• [WHAT IS EXPECTED]: Output each entry verbatim.
[[ GIVEN DATA, beginning ]]
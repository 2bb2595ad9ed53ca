use std::sync::Arc;

use serde::Deserialize;

use crate::{
    config::Config, gateway::error::GatewayError, storefront::interaction_log::InteractionSpan,
};

pub mod api;
/// Processor callback verification
pub mod callback;
pub mod error;
/// Type conversions between storefront, processor and order types
mod from;
/// Requisite masking
pub mod mask;
pub mod payin;
/// `X-VERIFY` checksum
pub mod sign;

pub type Result<T> = std::result::Result<T, GatewayError>;

/// What the buyer should be told after initiation
#[derive(Debug, Clone, PartialEq, Eq)]
pub enum RedirectResult {
    /// Send the buyer to the processor's pay page
    Redirect { url: String },
    /// Processor was reached but refused the payment
    Rejected { message: String },
}

impl RedirectResult {
    /// Interpret a raw processor answer to a pay request.
    ///
    /// Envelope fields are read one by one, a field of unexpected type never hides the others.
    fn from_processor(response: serde_json::Value) -> Self {
        let success = response
            .get("success")
            .and_then(serde_json::Value::as_bool)
            .unwrap_or(false);
        if let Some(url) = response
            .get("data")
            .filter(|_| success)
            .and_then(|data| payin::PayResponseData::deserialize(data).ok())
            .and_then(payin::PayResponseData::redirect_url)
        {
            return Self::Redirect { url };
        }
        let message = text_field(&response, "message")
            .or_else(|| text_field(&response, "code"))
            .unwrap_or_else(|| dump(&response));
        Self::Rejected { message }
    }
}

fn text_field(response: &serde_json::Value, key: &str) -> Option<String> {
    match response.get(key)? {
        serde_json::Value::String(text) if !text.is_empty() => Some(text.clone()),
        serde_json::Value::Number(number) => Some(number.to_string()),
        _ => None,
    }
}

fn dump(response: &serde_json::Value) -> String {
    match response {
        serde_json::Value::String(text) => text.clone(),
        other => other.to_string(),
    }
}

#[derive(Debug, Clone)]
pub struct PhonePeGateway {
    client: reqwest::Client,
    config: Arc<Config>,
    callback_url: String,
}

impl PhonePeGateway {
    pub fn new(config: Arc<Config>) -> Result<Self> {
        let client = reqwest::Client::builder()
            .timeout(config.timeout)
            .build()?;
        let callback_url = config.callback_url();
        Ok(Self {
            client,
            config,
            callback_url,
        })
    }

    /// Sign and submit a pay page request for `order`.
    ///
    /// Processor refusals are returned as [`RedirectResult::Rejected`], only transport
    /// failures are errors.
    pub async fn initiate_payment(
        &self,
        order: &payin::PaymentOrder,
        span: &mut InteractionSpan,
    ) -> Result<RedirectResult> {
        let request = self.payment_request(order);
        let envelope =
            payin::SignedEnvelope::seal(&request, &self.config.salt, &self.config.pay_path)?;
        let url = self.config.pay_url();

        let secured_request = mask::secure_serializable(&request);
        tracing::debug!(
            %url,
            data = %secured_request,
            checksum = %mask::prefix(&envelope.checksum, 8),
            "Gateway API pay request"
        );
        span.set_request(url.clone(), &secured_request);

        let res = self
            .client
            .post(&url)
            .headers(sign::signed_headers(&envelope.checksum))
            .json(&envelope.body())
            .send()
            .await?;
        let status = res.status();
        span.set_response_status(status.as_u16());

        let text = res.text().await?;
        let response = serde_json::from_str::<serde_json::Value>(&text)
            .unwrap_or(serde_json::Value::String(text));
        let secured_response = mask::secure_value(&response);
        span.set_response(&secured_response);
        tracing::debug!(%status, response = %secured_response, "Gateway API pay response");

        Ok(RedirectResult::from_processor(response))
    }
}
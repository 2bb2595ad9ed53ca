use axum::{Json, http::StatusCode, response::IntoResponse};
use rust_decimal::Decimal;
use serde::Serialize;

pub mod api;
pub mod interaction_log;

/// Caller input that can never be sent to the processor
#[derive(Debug, thiserror::Error)]
pub enum InitiateError {
    #[error("invalid amount {0}: must be positive with at most two decimal places")]
    InvalidAmount(Decimal),
    #[error("malformed request: {0}")]
    MalformedRequest(&'static str),
}

impl IntoResponse for InitiateError {
    fn into_response(self) -> axum::response::Response {
        ErrorResponse::new(StatusCode::BAD_REQUEST, self.to_string()).into_response()
    }
}

/// Uniform `{ "success": false, "message": ... }` error body
#[derive(Debug, Serialize)]
pub struct ErrorResponse {
    #[serde(skip)]
    status: StatusCode,
    success: bool,
    message: String,
}

impl std::error::Error for ErrorResponse {}

impl std::fmt::Display for ErrorResponse {
    fn fmt(&self, f: &mut std::fmt::Formatter<'_>) -> std::fmt::Result {
        f.write_str(&self.message)
    }
}

impl ErrorResponse {
    pub fn new(status: StatusCode, message: impl Into<String>) -> Self {
        Self {
            status,
            success: false,
            message: message.into(),
        }
    }
}

impl IntoResponse for ErrorResponse {
    fn into_response(self) -> axum::response::Response {
        tracing::debug!(status = %self.status, message = %self.message, "Error response payload");
        (self.status, Json(self)).into_response()
    }
}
[[ GIVEN DATA, end ]]
• [PROBLEM SOLUTION]:
repository 2bb2595ad9ed53ca
use std::sync::Arc;

use serde::Deserialize;

use crate::{
    config::Config, gateway::error::GatewayError, storefront::interaction_log::InteractionSpan,
};

pub mod api;
/// Processor callback verification
pub mod callback;
pub mod error;
/// Type conversions between storefront, processor and order types
mod from;
/// Requisite masking
pub mod mask;
pub mod payin;
/// `X-VERIFY` checksum
pub mod sign;

pub type Result<T> = std::result::Result<T, GatewayError>;

/// What the buyer should be told after initiation
#[derive(Debug, Clone, PartialEq, Eq)]
pub enum RedirectResult {
    /// Send the buyer to the processor's pay page
    Redirect { url: String },
    /// Processor was reached but refused the payment
    Rejected { message: String },
}

impl RedirectResult {
    /// Interpret a raw processor answer to a pay request.
    ///
    /// Envelope fields are read one by one, a field of unexpected type never hides the others.
    fn from_processor(response: serde_json::Value) -> Self {
        let success = response
            .get("success")
            .and_then(serde_json::Value::as_bool)
            .unwrap_or(false);
        if let Some(url) = response
            .get("data")
            .filter(|_| success)
            .and_then(|data| payin::PayResponseData::deserialize(data).ok())
            .and_then(payin::PayResponseData::redirect_url)
        {
            return Self::Redirect { url };
        }
        let message = text_field(&response, "message")
            .or_else(|| text_field(&response, "code"))
            .unwrap_or_else(|| dump(&response));
        Self::Rejected { message }
    }
}

fn text_field(response: &serde_json::Value, key: &str) -> Option<String> {
    match response.get(key)? {
        serde_json::Value::String(text) if !text.is_empty() => Some(text.clone()),
        serde_json::Value::Number(number) => Some(number.to_string()),
        _ => None,
    }
}

fn dump(response: &serde_json::Value) -> String {
    match response {
        serde_json::Value::String(text) => text.clone(),
        other => other.to_string(),
    }
}

#[derive(Debug, Clone)]
pub struct PhonePeGateway {
    client: reqwest::Client,
    config: Arc<Config>,
    callback_url: String,
}

impl PhonePeGateway {
    pub fn new(config: Arc<Config>) -> Result<Self> {
        let client = reqwest::Client::builder()
            .timeout(config.timeout)
            .build()?;
        let callback_url = config.callback_url();
        Ok(Self {
            client,
            config,
            callback_url,
        })
    }

    /// Sign and submit a pay page request for `order`.
    ///
    /// Processor refusals are returned as [`RedirectResult::Rejected`], only transport
    /// failures are errors.
    pub async fn initiate_payment(
        &self,
        order: &payin::PaymentOrder,
        span: &mut InteractionSpan,
    ) -> Result<RedirectResult> {
        let request = self.payment_request(order);
        let envelope =
            payin::SignedEnvelope::seal(&request, &self.config.salt, &self.config.pay_path)?;
        let url = self.config.pay_url();

        let secured_request = mask::secure_serializable(&request);
        tracing::debug!(
            %url,
            data = %secured_request,
            checksum = %mask::prefix(&envelope.checksum, 8),
            "Gateway API pay request"
        );
        span.set_request(url.clone(), &secured_request);

        let res = self
            .client
            .post(&url)
            .headers(sign::signed_headers(&envelope.checksum))
            .json(&envelope.body())
            .send()
            .await?;
        let status = res.status();
        span.set_response_status(status.as_u16());

        let text = res.text().await?;
        let response = serde_json::from_str::<serde_json::Value>(&text)
            .unwrap_or(serde_json::Value::String(text));
        let secured_response = mask::secure_value(&response);
        span.set_response(&secured_response);
        tracing::debug!(%status, response = %secured_response, "Gateway API pay response");

        Ok(RedirectResult::from_processor(response))
    }
}
repository 2bb2595ad9ed53ca
use axum::{Json, http::StatusCode, response::IntoResponse};
use rust_decimal::Decimal;
use serde::Serialize;

pub mod api;
pub mod interaction_log;

/// Caller input that can never be sent to the processor
#[derive(Debug, thiserror::Error)]
pub enum InitiateError {
    #[error("invalid amount {0}: must be positive with at most two decimal places")]
    InvalidAmount(Decimal),
    #[error("malformed request: {0}")]
    MalformedRequest(&'static str),
}

impl IntoResponse for InitiateError {
    fn into_response(self) -> axum::response::Response {
        ErrorResponse::new(StatusCode::BAD_REQUEST, self.to_string()).into_response()
    }
}

/// Uniform `{ "success": false, "message": ... }` error body
#[derive(Debug, Serialize)]
pub struct ErrorResponse {
    #[serde(skip)]
    status: StatusCode,
    success: bool,
    message: String,
}

impl std::error::Error for ErrorResponse {}

impl std::fmt::Display for ErrorResponse {
    fn fmt(&self, f: &mut std::fmt::Formatter<'_>) -> std::fmt::Result {
        f.write_str(&self.message)
    }
}

impl ErrorResponse {
    pub fn new(status: StatusCode, message: impl Into<String>) -> Self {
        Self {
            status,
            success: false,
            message: message.into(),
        }
    }
}

impl IntoResponse for ErrorResponse {
    fn into_response(self) -> axum::response::Response {
        tracing::debug!(status = %self.status, message = %self.message, "Error response payload");
        (self.status, Json(self)).into_response()
    }
}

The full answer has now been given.